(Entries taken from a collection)
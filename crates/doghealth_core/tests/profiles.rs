use chrono::NaiveDate;
use doghealth_core::db::open_db_in_memory;
use doghealth_core::repo::dog_repo::{DogRepository, SqliteDogRepository};
use doghealth_core::repo::medical_event_repo::SqliteMedicalEventRepository;
use doghealth_core::service::medical_event_service::{MedicalEventService, NewMedicalEvent};
use doghealth_core::service::profile_service::{ProfileService, ProfileServiceError};
use doghealth_core::{AgeResult, Dog, DogId, MedicalEventType, ProtectionStatus};
use rusqlite::Connection;
use uuid::Uuid;

fn date(year: i32, month: u32, day: u32) -> NaiveDate {
    NaiveDate::from_ymd_opt(year, month, day).unwrap()
}

fn profiles(
    conn: &Connection,
) -> ProfileService<SqliteDogRepository<'_>, SqliteMedicalEventRepository<'_>> {
    ProfileService::new(
        SqliteDogRepository::try_new(conn).unwrap(),
        SqliteMedicalEventRepository::try_new(conn).unwrap(),
    )
}

fn seed_dog(conn: &Connection, name: &str, birthday: Option<NaiveDate>) -> DogId {
    let mut dog = Dog::new(name);
    dog.birthday = birthday;
    SqliteDogRepository::try_new(conn)
        .unwrap()
        .create_dog(&dog)
        .unwrap()
}

fn shot(dog_id: DogId, sub_kind: &str, occurred: NaiveDate, expires: NaiveDate) -> NewMedicalEvent {
    NewMedicalEvent {
        sub_kind: Some(sub_kind.to_string()),
        expiration_date: Some(expires),
        ..NewMedicalEvent::new(dog_id, MedicalEventType::Vaccine, occurred)
    }
}

#[test]
fn layla_profile_shows_age_visit_and_worklist() {
    let conn = open_db_in_memory().unwrap();
    let layla = seed_dog(&conn, "Layla", Some(date(2019, 4, 2)));
    let events = MedicalEventService::new(
        SqliteMedicalEventRepository::try_new(&conn).unwrap(),
        SqliteDogRepository::try_new(&conn).unwrap(),
    );
    events
        .add_event(shot(layla, "Rabies", date(2024, 1, 1), date(2025, 1, 1)))
        .unwrap();
    let current_rabies = events
        .add_event(shot(layla, "Rabies", date(2024, 6, 1), date(2025, 6, 1)))
        .unwrap();
    let parvo = events
        .add_event(shot(layla, "Parvovirus", date(2024, 2, 1), date(2025, 2, 1)))
        .unwrap();
    events
        .add_event(NewMedicalEvent::new(
            layla,
            MedicalEventType::VetVisit,
            date(2024, 6, 1),
        ))
        .unwrap();

    let profile = profiles(&conn).profile(layla, date(2025, 1, 15)).unwrap();

    assert_eq!(profile.dog.name, "Layla");
    assert_eq!(profile.age, AgeResult::Known { years: 5, days: 288 });
    assert_eq!(profile.board.last_vet_visit, Some(date(2024, 6, 1)));
    assert!(!profile.vet_visit_cache_is_stale());

    let worklist: Vec<Uuid> = profile.board.vaccines.iter().map(|row| row.event.id).collect();
    assert_eq!(worklist, vec![parvo.id, current_rabies.id]);
    assert_eq!(profile.board.vaccines[0].status, ProtectionStatus::Active);
    assert!(profile.board.flea_preventative.is_none());
}

#[test]
fn profile_of_dog_without_records() {
    let conn = open_db_in_memory().unwrap();
    let dog = seed_dog(&conn, "Pixel", None);

    let profile = profiles(&conn).profile(dog, date(2024, 1, 1)).unwrap();

    assert_eq!(profile.age, AgeResult::Unknown);
    assert_eq!(profile.board.last_vet_visit, None);
    assert_eq!(profile.board.rows().count(), 0);
    assert!(profile.board.renewals_due().is_empty());
}

#[test]
fn stale_cache_is_detected_but_board_uses_events() {
    let conn = open_db_in_memory().unwrap();
    let dog = seed_dog(&conn, "Milo", None);
    SqliteDogRepository::try_new(&conn)
        .unwrap()
        .set_last_vet_visit(dog, Some(date(2020, 1, 1)))
        .unwrap();

    let profile = profiles(&conn).profile(dog, date(2024, 1, 1)).unwrap();

    assert_eq!(profile.dog.last_vet_visit, Some(date(2020, 1, 1)));
    assert_eq!(profile.board.last_vet_visit, None);
    assert!(profile.vet_visit_cache_is_stale());
}

#[test]
fn all_profiles_follow_name_order() {
    let conn = open_db_in_memory().unwrap();
    seed_dog(&conn, "Milo", None);
    seed_dog(&conn, "Archie", Some(date(2024, 2, 1)));

    let all = profiles(&conn).all_profiles(date(2024, 1, 1)).unwrap();

    let names: Vec<&str> = all.iter().map(|profile| profile.dog.name.as_str()).collect();
    assert_eq!(names, vec!["Archie", "Milo"]);
    assert_eq!(all[0].age, AgeResult::FutureBirthday);
}

#[test]
fn missing_dog_is_reported() {
    let conn = open_db_in_memory().unwrap();
    let missing = Uuid::new_v4();

    assert!(matches!(
        profiles(&conn).profile(missing, date(2024, 1, 1)),
        Err(ProfileServiceError::DogNotFound(id)) if id == missing
    ));
}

WORK TO COMPLETE: Retype only the stretch of lines above starting at the one with "let parvo = events" and stopping at the one with "5, days: 288", exactly as written, with both kept.

TASK RESULT:
    let parvo = events
        .add_event(shot(layla, "Parvovirus", date(2024, 2, 1), date(2025, 2, 1)))
        .unwrap();
    events
        .add_event(NewMedicalEvent::new(
            layla,
            MedicalEventType::VetVisit,
            date(2024, 6, 1),
        ))
        .unwrap();

    let profile = profiles(&conn).profile(layla, date(2025, 1, 15)).unwrap();

    assert_eq!(profile.dog.name, "Layla");
    assert_eq!(profile.age, AgeResult::Known { years: 5, days: 288 });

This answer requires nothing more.